2. equation of motion of cylinder => T-f = macm -----equation(1)

3. rotational equation of cylinder => fR = Iα
fR = mR2/2 * α
f = macm/2

substituting in equation(1) and solving => T = 3macm/2

we know, acm = a/2 ( doubtful about the requisite)

so substituting the results in equation(a),

F - 2macm= 2Macm

=> acm= F/2(M+m).

but the solution given the referred book is acm = F/3m+M.

have i done some mistake is writing the equations or at some other point? please help! thanks.
 

Answers and Replies

  • #2
kushan
256
0
Hello there ,
You are doing fine , just a small mistake :smile: is stopping you from getting the right answer .

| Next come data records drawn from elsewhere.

// ==========================================
// 仓储 ERP 后台 - 订单号清单解析器
// ==========================================
// 支持: CSV 文本 / CSV 文件 / Excel (.xlsx/.xls)
// 规则:
//   - 首行为表头，首列必须为 Ordno（不区分大小写，忽略 UTF-8 BOM）
//   - 取其余各行首列，去空白、去空值、去重（保持首次出现顺序）
// ==========================================

use crate::importer::error::{ImportError, ImportResult};
use calamine::{open_workbook_auto, Reader};
use csv::ReaderBuilder;
use std::collections::HashSet;
use std::path::Path;
use tracing::{debug, instrument};

/// 表头首列名
pub const ORDER_HEADER: &str = "Ordno";

const UTF8_BOM: char = '\u{feff}';

pub struct OrderListParser;

impl OrderListParser {
    /// 解析 CSV 文本（标准双引号转义，行长度可不一致）
    pub fn parse_csv_text(text: &str) -> ImportResult<Vec<String>> {
        let mut reader = ReaderBuilder::new()
            .has_headers(false)
            .flexible(true)
            .from_reader(text.as_bytes());

        let mut first_cells = Vec::new();
        for result in reader.records() {
            let record = result?;
            first_cells.push(record.get(0).unwrap_or("").to_string());
        }
        collect_order_numbers(first_cells)
    }

    /// 按扩展名解析上传文件
    #[instrument]
    pub fn parse_file(path: &Path) -> ImportResult<Vec<String>> {
        if !path.exists() {
            return Err(ImportError::FileNotFound(path.display().to_string()));
        }

        let ext = path
            .extension()
            .and_then(|e| e.to_str())
            .unwrap_or("")
            .to_lowercase();

        let ordnos = match ext.as_str() {
            "csv" | "txt" => {
                let bytes = std::fs::read(path)?;
                Self::parse_csv_text(&String::from_utf8_lossy(&bytes))?
            }
            "xlsx" | "xls" => Self::parse_workbook(path)?,
            _ => return Err(ImportError::UnsupportedFormat(ext)),
        };
        debug!(count = ordnos.len(), "订单号解析完成");
        Ok(ordnos)
    }

    /// 读取工作簿第一张工作表
    pub fn parse_workbook(path: &Path) -> ImportResult<Vec<String>> {
        let mut workbook = open_workbook_auto(path)?;
        let sheet_names = workbook.sheet_names();
        let first = sheet_names
            .first()
            .cloned()
            .ok_or_else(|| ImportError::ExcelParseError("Excel 文件无工作表".to_string()))?;

        let range = workbook.worksheet_range(&first)?;
        let first_cells = range
            .rows()
            .map(|row| row.first().map(|c| c.to_string()).unwrap_or_default())
            .collect();
        collect_order_numbers(first_cells)
    }
}

/// 校验表头并提取订单号
fn collect_order_numbers(first_cells: Vec<String>) -> ImportResult<Vec<String>> {
    let mut cells = first_cells.into_iter();
    let header = cells.next().ok_or(ImportError::MissingHeader)?;
    let header = header.trim_start_matches(UTF8_BOM).trim();
    if !header.eq_ignore_ascii_case(ORDER_HEADER) {
        return Err(ImportError::HeaderMismatch(header.to_string()));
    }

    let mut seen = HashSet::new();
    Ok(cells
        .map(|c| c.trim().to_string())
        .filter(|c| !c.is_empty() && seen.insert(c.clone()))
        .collect())
}
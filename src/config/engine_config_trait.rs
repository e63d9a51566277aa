// ==========================================
// 仓储 ERP 后台 - 引擎配置读取 Trait
// ==========================================
// 职责: 定义 API 层组装引擎时所需的配置读取接口（不包含实现）
// 红线: 不包含配置写入、不包含业务逻辑
// ==========================================

use crate::config::config_manager::{ConfigError, SchemaSettings};
use async_trait::async_trait;
use std::collections::HashSet;
use std::path::PathBuf;

// ==========================================
// EngineConfigReader Trait
// ==========================================
// 实现者: ConfigManager（从 config_kv 表读取）
#[async_trait]
pub trait EngineConfigReader: Send + Sync {
    /// 获取东部州代码集合（大写）
    ///
    /// # 默认值
    /// - CT, DE, FL, GA, ME, MD, MA, NH, NJ, NY, NC, PA, RI, SC, VT, VA, WV, DC
    async fn get_east_states(&self) -> Result<HashSet<String>, ConfigError>;

    /// 获取各业务 schema 名称
    ///
    /// # 默认值
    /// - d1=aisdata1, d5=aisdata5, invoice=aisdata1, invoice_md=aisdata3
    async fn get_schema_settings(&self) -> Result<SchemaSettings, ConfigError>;

    /// 获取导出文件暂存目录
    async fn get_staging_dir(&self) -> Result<PathBuf, ConfigError>;
}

The accelration of cylinder from grounds point of view would be twice of the accelration of block M.
T+f=2ma

and F+f-T=Ma
try to understand these and then solve again
:cool:
 
  • #3
vinay.ryder13
4
0
@kushan - but, drawing fbd for plank is giving the eqn F-(f+T)=Ma. That is pricking me. Please can u verify it by an fbd? :)
 
  • #4
vinay.ryder13
4
0
If F-(f+T)=Ma is correct then the cylinder's eqn would also change.
 
  • #5
kushan
256
0
Vinay ,
The friction is acting along the direction of F on the Cylinder
But [BOLD] according to newtons law , friction in opp. direction should act on the slab [/BOLD]
 
  • #6
vinay.ryder13
4
0
Oh...i get it now. Thanks! :)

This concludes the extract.